I read Art History at the University of Warwick, and in our third year, we had a compulsory (!) semester in Venice. Every seminar was held in front of the painting, sculpture or building we were studying; it was a dizzyingly wonderful time. The Stones of Venice was on our reading list for the semester, but I was put off both by the length and the density of the prose. In our first week, as our tutors inducted us into how our academic weeks would work, and how best to get to know the city, they implored us ‘Read Ruskin!’. 'Why?' we said. 'Because it will teach you how to see.’ And so it came to pass; I remember us reading while we stood in St Mark’s Square, looking at the buildings he marvelled at, and with his guidance, beginning to see. And I fell in love with Carpaccio’s St George and opposite him, St Augustine and his little dog mesmerised by the voice of St Jerome that they hear at the window.

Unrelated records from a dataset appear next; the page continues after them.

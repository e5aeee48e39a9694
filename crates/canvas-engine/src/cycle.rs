//! Cycle detection by Kahn elimination
//!
//! Self-loops are rejected before general elimination. Otherwise nodes with
//! zero in-degree are removed repeatedly; whatever cannot be removed sits on
//! or behind a cycle.

use std::collections::VecDeque;

use crate::error::GraphError;
use crate::graph::DependencyGraph;
use crate::types::BlockId;

/// Reject the graph if it contains a cycle.
///
/// On failure the error lists the unresolved block IDs in array order.
pub fn detect_cycles(graph: &DependencyGraph) -> Result<(), GraphError> {
    if !graph.self_loops().is_empty() {
        return Err(GraphError::CircularDependency {
            block_ids: graph
                .self_loops()
                .iter()
                .map(|&i| graph.id_at(i).to_string())
                .collect(),
        });
    }

    let unresolved = unresolved_nodes(graph);
    if unresolved.is_empty() {
        Ok(())
    } else {
        Err(GraphError::CircularDependency {
            block_ids: unresolved,
        })
    }
}

/// Whether the graph is a DAG
pub fn is_acyclic(graph: &DependencyGraph) -> bool {
    detect_cycles(graph).is_ok()
}

/// Run Kahn elimination and return the blocks left with positive in-degree
fn unresolved_nodes(graph: &DependencyGraph) -> Vec<BlockId> {
    let mut in_degree = graph.in_degrees().to_vec();
    let mut queue: VecDeque<usize> = (0..graph.len()).filter(|&i| in_degree[i] == 0).collect();

    while let Some(node) = queue.pop_front() {
        for &next in graph.adjacency(node) {
            in_degree[next] -= 1;
            if in_degree[next] == 0 {
                queue.push_back(next);
            }
        }
    }

    in_degree
        .iter()
        .enumerate()
        .filter(|(_, &deg)| deg > 0)
        .map(|(i, _)| graph.id_at(i).to_string())
        .collect()
}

Soon after returning to the UK, I found myself at evensong in Ruskin’s beloved Lincoln Cathedral, where I was spending 3 days on a course being taught the absolute basics of letter carving in stone. As I sat in the choir stalls, listening to the soaring music, my eye traveled upwards and I remember the physical thrill as I sensed the thousands of hours of craft and skill and hard work that had gone into every detail of stone and wood work, whether visible to worshippers or not. I felt then that I had started to see, and think, the way Ruskin wanted me to see.